Hill Climbing is performed by flipping each bit randomly (mutation) and evaluated to produce the local optimum (improving solution). Then, clustering is used to group decision variables to ensure the variables that belongs together (merged) remain together. This is called Cluster-creation in which P3 tries to learn what good building blocks are. The building blocks consist of good solutions which are useful during crossover. This merging is determined by calculating entropy and distance between the clusters. Finally, Cluster-usage is applied. In respect to the clusters obtained during Cluster-creation, the Cluster-usage and the donation process aim to combine good genetic information by performing crossover between the populations and the improving solution. The donation process will run over the populations randomly and the donor must be at least one gene different from the improving solution to be evaluated. Fitness improvement will be checked for evaluation to find the best solution. This method of clustering is an effective operator by storing the useful clusters and it is better than a standard crossover. This is because a standard crossover is usually quite disruptive and can destroy the good building blocks easily.

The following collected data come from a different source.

fn update_model(scene: &mut Scene, projector: &Projector, model: &ModelV2, radar: &RadarState) {
    let Some(calib) = scene.calibration.view_from_calib().copied() else {
        return;
    };
    let geometry = &mut scene.geometry;
    let position = &model.position;

    let mut max_distance = position
        .x
        .get(TRAJECTORY_SIZE - 1)
        .or(position.x.last())
        .copied()
        .unwrap_or(MIN_DRAW_DISTANCE)
        .clamp(MIN_DRAW_DISTANCE, MAX_DRAW_DISTANCE);

    let lane_xs = model.lane_lines.first().map(|l| l.x.as_slice()).unwrap_or(&[]);
    let max_idx = get_path_length_idx(lane_xs, max_distance);

    for (i, out) in geometry.lane_line_vertices.iter_mut().enumerate() {
        let prob = model.lane_line_probs.get(i).copied().unwrap_or(0.0);
        geometry.lane_line_probs[i] = prob;
        let y_off = LANE_LINE_OFFSET * prob;
        ribbon_or_clear(projector, &calib, model.lane_lines.get(i), y_off, 0.0, max_idx, out);
    }

    for (i, out) in geometry.road_edge_vertices.iter_mut().enumerate() {
        geometry.road_edge_stds[i] = model.road_edge_stds.get(i).copied().unwrap_or(0.0);
        let edge = model.road_edges.get(i);
        ribbon_or_clear(projector, &calib, edge, ROAD_EDGE_OFFSET, 0.0, max_idx, out);
    }

    // Stop the path short of the lead vehicle
    let lead = &radar.lead_one;
    if lead.status {
        let lead_d = lead.d_rel * 2.0;
        max_distance = (lead_d - (lead_d * 0.35).min(10.0)).clamp(0.0, max_distance);
    }
    geometry.max_distance = max_distance;

    let max_idx = get_path_length_idx(&position.x, max_distance);
    build_ribbon(
        projector,
        &calib,
        position,
        PATH_OFFSET,
        PATH_HEIGHT,
        max_idx,
        &mut geometry.track_vertices,
    );
}

fn ribbon_or_clear(
    projector: &Projector,
    calib: &Matrix3<f32>,
    line: Option<&XyztData>,
    y_off: f32,
    z_off: f32,
    max_idx: usize,
    out: &mut LineVertices,
) {
    match line {
        Some(line) => build_ribbon(projector, calib, line, y_off, z_off, max_idx, out),
        None => out.clear(),
    }
}

/// Mean over the first four entries, 0 when empty
fn four_core_mean(values: &[f32]) -> f32 {
    let cores = &values[..values.len().min(4)];
    if cores.is_empty() {
        0.0
    } else {
        cores.iter().sum::<f32>() / cores.len() as f32
    }
}

fn update_device_state(scene: &mut Scene, ds: &DeviceState) {
    let d = &mut scene.device;
    d.cpu_usage_percent = four_core_mean(&ds.cpu_usage_percent);
    d.cpu_temp_c = four_core_mean(&ds.cpu_temp_c);
    d.battery_temp_c = ds.battery_temp_c;
    d.ambient_temp_c = ds.ambient_temp_c;
    d.fan_speed_percent = ds.fan_speed_percent_desired;
    d.battery_percent = ds.battery_percent;
}

fn update_gnss(scene: &mut Scene, gnss: &UbloxGnss) {
    if let Some(report) = gnss.measurement_report {
        scene.satellite_count = report.num_meas;
    }
}

fn update_motion(scene: &mut Scene, events: &[SensorEvent]) {
    for event in events {
        match event.sensor {
            SensorKind::Acceleration => {
                if let Some(&a) = event.v.get(2) {
                    scene.motion.accel = a;
                }
            }
            SensorKind::GyroUncalibrated => {
                if let Some(&g) = event.v.get(1) {
                    scene.motion.gyro = g;
                }
            }
            _ => {}
        }
    }
}

/// Ambient light estimate from road camera exposure, 1 = bright
fn light_sensor(cam: &RoadCameraState, hardware: HardwareProfile) -> f32 {
    let ev = cam.gain * cam.integ_lines as f32;
    (1.0 - ev / hardware.max_exposure()).clamp(0.0, 1.0)
}
//! Road Overlay Projection
//!
//! Maps points from the calibrated car frame into framebuffer pixels:
//! - Calibration rotation from roll/pitch/yaw estimates
//! - Narrow/wide camera intrinsics per hardware profile
//! - Car-space to framebuffer transform with off-screen clipping

pub mod calibration;
pub mod camera;
pub mod projector;

pub use calibration::{view_from_calib, view_from_device, CalibrationState};
pub use camera::{CameraIntrinsics, CameraVariant, HardwareProfile};
pub use projector::{Projector, Vertex, MIN_PROJECTION_DEPTH, PROJECTION_MARGIN};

The experiment is performed by comparing P3 with Hill Climbing to observe the significance of the crossover method and also by comparing P3 with the modified P3 to observe the importance of applying the clustering technique. The modified P3 is where clustering method is removed. Therefore, we experiment with P3 using the variable sizes of 5, 10, 20, 50, 80 and 100 to measure the speed of the algorithms in obtaining its best fitness. Another analysis is performed to measure the average fitness over the number of generations for a fixed variable size. In addition, the number of evaluations varies during the generation and therefore, an analysis of average fitness over the number of evaluations is also conducted. These analyses are plotted using JFreeChart  JAVA library and the implementations are performed using JAVA with Eclipse as its platform. From the results obtained, P3 has been proven to have the best performance compared to Hill Climber and the modified P3. This is because P3 applies a hierarchical technique to achieve its best fitness in an efficient way.